Özaslan A., Kayhan G., İşeri E., Ergün M. A. , Güney E., Perçin F. E.

MOLECULAR BIOLOGY REPORTS, vol.48, no.11, pp.7371-7378, 2021 (SCI-Expanded) identifier identifier identifier

  • Publication Type: Article / Article
  • Volume: 48 Issue: 11
  • Publication Date: 2021
  • Doi Number: 10.1007/s11033-021-06745-8
  • Journal Name: MOLECULAR BIOLOGY REPORTS
  • Journal Indexes: Science Citation Index Expanded (SCI-EXPANDED), Scopus, Aquatic Science & Fisheries Abstracts (ASFA), BIOSIS, CAB Abstracts, Chemical Abstracts Core, EMBASE, MEDLINE, Veterinary Science Database
  • Page Numbers: pp.7371-7378
  • Keywords: Autism spectrum disorder, Array comparative genomic hybridization, Copy number variant, Turkish children, DE-NOVO, DEVELOPMENTAL-DISABILITIES, INTELLECTUAL DISABILITY, 15Q11-Q13 REGION, 16P11.2 DELETION, GENE DOSAGE, DUPLICATION, INDIVIDUALS, POPULATION, PHENOTYPES
  • Gazi University Affiliated: Yes

Abstract

Background Copy number variants (CNVs) play a key role in the etiology of autism spectrum disorder (ASD). Therefore, recent guidelines recommend chromosomal microarrays (CMAs) as first-tier genetic tests. This study's first aim was to determine the clinical usefulness of CMAs in children diagnosed with ASD in a Turkish population. The second aim was to describe the CNVs and clinical phenotypes of children with ASD. Methods and Results This was a single-center retrospective cross-sectional study. Data were obtained from the medical records of children with ASD followed at Gazi University Hospital, (Ankara, Turkey). The sample consisted of 47 ASD cases (mean age: 60.34 +/- 25.60 months; 82.9% boys). The diagnostic yield of the CMAs was 8.5%. Four pathogenic CNVs were identified: 9p24.3p24.2 deletion, 15q11-q13 duplication, 16p11.2 deletion, and 22q13.3 deletion.
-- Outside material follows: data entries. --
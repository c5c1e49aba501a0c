use super::location::SourceLocation;
use super::metadata::Metadata;
use super::node::{Node, NodeKind};
use super::values::{
    Account, Amount, ArithmeticExpression, Commodity, CostSpec, Flag, MetadataValue,
    PriceAnnotation, TagOrLink,
};
use super::{AstNode, NamedChildren};
use crate::error::{Error, Result};
use chrono::NaiveDate;

ast_node! {
    /// One leg of a transaction.
    pub struct Posting {
        required { account: Account }
        defaulted { metadata: Metadata }
        optional {
            flag: Flag,
            amount: ArithmeticExpression,
            commodity: Commodity,
            cost: CostSpec,
            price: PriceAnnotation,
        }
        optional_text { comment }
    }
}

ast_node! {
    pub struct TransactionDirective {
        required { date: NaiveDate, flag: Flag }
        defaulted {
            tags_and_links: Vec<TagOrLink>,
            metadata: Metadata,
            postings: Vec<Posting>,
        }
        optional_text { payee, narration, comment }
    }
}

ast_node! {
    pub struct BalanceDirective {
        required { date: NaiveDate, account: Account, amount: Amount }
        defaulted { tags_and_links: Vec<TagOrLink>, metadata: Metadata }
        optional_text { comment }
    }
}

ast_node! {
    pub struct PadDirective {
        required { date: NaiveDate, account: Account, source_account: Account }
        defaulted { tags_and_links: Vec<TagOrLink>, metadata: Metadata }
        optional_text { comment }
    }
}

ast_node! {
    pub struct OpenDirective {
        required { date: NaiveDate, account: Account }
        defaulted {
            commodities: Vec<Commodity>,
            tags_and_links: Vec<TagOrLink>,
            metadata: Metadata,
        }
        optional_text { booking, comment }
    }
}

ast_node! {
    pub struct CloseDirective {
        required { date: NaiveDate, account: Account }
        defaulted { tags_and_links: Vec<TagOrLink>, metadata: Metadata }
        optional_text { comment }
    }
}

ast_node! {
    pub struct EventDirective {
        required { date: NaiveDate }
        text { event_type, description }
        defaulted { tags_and_links: Vec<TagOrLink>, metadata: Metadata }
        optional_text { comment }
    }
}

ast_node! {
    pub struct PriceDirective {
        required { date: NaiveDate, commodity: Commodity, price: Amount }
        defaulted { tags_and_links: Vec<TagOrLink>, metadata: Metadata }
        optional_text { comment }
    }
}

ast_node! {
    pub struct NoteDirective {
        required { date: NaiveDate, account: Account }
        text { note }
        defaulted { tags_and_links: Vec<TagOrLink>, metadata: Metadata }
        optional_text { comment }
    }
}

ast_node! {
    pub struct CommodityDirective {
        required { date: NaiveDate, commodity: Commodity }
        defaulted { tags_and_links: Vec<TagOrLink>, metadata: Metadata }
        optional_text { comment }
    }
}

ast_node! {
    pub struct QueryDirective {
        required { date: NaiveDate }
        text { name, sql }
        defaulted { tags_and_links: Vec<TagOrLink>, metadata: Metadata }
        optional_text { comment }
    }
}

ast_node! {
    pub struct CustomDirective {
        required { date: NaiveDate }
        text { name }
        defaulted {
            values: Vec<MetadataValue>,
            tags_and_links: Vec<TagOrLink>,
            metadata: Metadata,
        }
        optional_text { comment }
    }
}

ast_node! {
    pub struct DocumentDirective {
        required { date: NaiveDate, account: Account }
        text { filename }
        defaulted { tags_and_links: Vec<TagOrLink>, metadata: Metadata }
        optional_text { comment }
    }
}

leaf_node!(
    Posting,
    BalanceDirective,
    PadDirective,
    OpenDirective,
    CloseDirective,
    EventDirective,
    PriceDirective,
    NoteDirective,
    CommodityDirective,
    QueryDirective,
    CustomDirective,
    DocumentDirective,
);

pub(crate) const POSTINGS: &str = "postings";

impl AstNode for TransactionDirective {
    fn named_children(&self) -> NamedChildren {
        let mut children = NamedChildren::new();
        children.insert(
            POSTINGS,
            self.postings.iter().cloned().map(Node::Posting).collect(),
        );
        children
    }

    fn with_new_children(&self, mut children: NamedChildren) -> Result<Self> {
        let nodes = children.shift_remove(POSTINGS).unwrap_or_default();
        if let Some(field) = children.keys().next() {
            return Err(Error::InvalidState(format!(
                "TransactionDirective has no child field `{}'",
                field
            )));
        }

        let postings = nodes
            .into_iter()
            .map(|node| match node {
                Node::Posting(posting) => Ok(posting),
                other => Err(Error::IncompatibleChild {
                    parent: "TransactionDirective",
                    field: POSTINGS,
                    expected: NodeKind::Posting,
                    found: other.kind(),
                }),
            })
            .collect::<Result<Vec<_>>>()?;

        Ok(self.transform(|draft| draft.postings = postings))
    }
}

/// Dated journal entry.
#[derive(Clone, Debug, PartialEq)]
pub enum Directive {
    Transaction(TransactionDirective),
    Balance(BalanceDirective),
    Pad(PadDirective),
    Open(OpenDirective),
    Close(CloseDirective),
    Event(EventDirective),
    Price(PriceDirective),
    Note(NoteDirective),
    Commodity(CommodityDirective),
    Query(QueryDirective),
    Custom(CustomDirective),
    Document(DocumentDirective),
}

macro_rules! each_directive {
    ($value:expr, $d:ident => $body:expr) => {
        match $value {
            Directive::Transaction($d) => $body,
            Directive::Balance($d) => $body,
            Directive::Pad($d) => $body,
            Directive::Open($d) => $body,
            Directive::Close($d) => $body,
            Directive::Event($d) => $body,
            Directive::Price($d) => $body,
            Directive::Note($d) => $body,
            Directive::Commodity($d) => $body,
            Directive::Query($d) => $body,
            Directive::Custom($d) => $body,
            Directive::Document($d) => $body,
        }
    };
}

macro_rules! map_directive {
    ($value:expr, $d:ident => $body:expr) => {
        match $value {
            Directive::Transaction($d) => Directive::Transaction($body),
            Directive::Balance($d) => Directive::Balance($body),
            Directive::Pad($d) => Directive::Pad($body),
            Directive::Open($d) => Directive::Open($body),
            Directive::Close($d) => Directive::Close($body),
            Directive::Event($d) => Directive::Event($body),
            Directive::Price($d) => Directive::Price($body),
            Directive::Note($d) => Directive::Note($body),
            Directive::Commodity($d) => Directive::Commodity($body),
            Directive::Query($d) => Directive::Query($body),
            Directive::Custom($d) => Directive::Custom($body),
            Directive::Document($d) => Directive::Document($body),
        }
    };
}

impl Directive {
    pub fn date(&self) -> &NaiveDate {
        each_directive!(self, d => d.date())
    }

    pub fn location(&self) -> &SourceLocation {
        each_directive!(self, d => d.location())
    }

    pub fn tags_and_links(&self) -> &[TagOrLink] {
        each_directive!(self, d => d.tags_and_links())
    }

    pub fn metadata(&self) -> &Metadata {
        each_directive!(self, d => d.metadata())
    }

    pub fn comment(&self) -> Option<&str> {
        each_directive!(self, d => d.comment())
    }

    /// Keyword following the date on the directive line.
    pub fn keyword(&self) -> &'static str {
        match self {
            Directive::Transaction(_) => "txn",
            Directive::Balance(_) => "balance",
            Directive::Pad(_) => "pad",
            Directive::Open(_) => "open",
            Directive::Close(_) => "close",
            Directive::Event(_) => "event",
            Directive::Price(_) => "price",
            Directive::Note(_) => "note",
            Directive::Commodity(_) => "commodity",
            Directive::Query(_) => "query",
            Directive::Custom(_) => "custom",
            Directive::Document(_) => "document",
        }
    }

    pub fn type_name(&self) -> &'static str {
        match self {
            Directive::Transaction(_) => "TransactionDirective",
            Directive::Balance(_) => "BalanceDirective",
            Directive::Pad(_) => "PadDirective",
            Directive::Open(_) => "OpenDirective",
            Directive::Close(_) => "CloseDirective",
            Directive::Event(_) => "EventDirective",
            Directive::Price(_) => "PriceDirective",
            Directive::Note(_) => "NoteDirective",
            Directive::Commodity(_) => "CommodityDirective",
            Directive::Query(_) => "QueryDirective",
            Directive::Custom(_) => "CustomDirective",
            Directive::Document(_) => "DocumentDirective",
        }
    }

    /// Same directive with its metadata replaced.
    pub fn with_metadata(&self, metadata: Metadata) -> Directive {
        map_directive!(self, d => d.transform(|draft| draft.metadata = metadata))
    }
}

impl AstNode for Directive {
    fn named_children(&self) -> NamedChildren {
        each_directive!(self, d => d.named_children())
    }

    fn with_new_children(&self, children: NamedChildren) -> Result<Self> {
        Ok(map_directive!(self, d => d.with_new_children(children)?))
    }
}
Also, four variants were found at 2q36.3, 10p11.21, 15q11.2, and Xp11.22, which were classified as variants of uncertain significance (VUS). Conclusions The TRAP12 and PARD3 genes in CNVs classified as VUS may be worth investigating for autism. The initial identification of both clinical and biological markers can facilitate monitoring, early intervention, or prevention and advance our understanding of the neurobiology underlying ASD.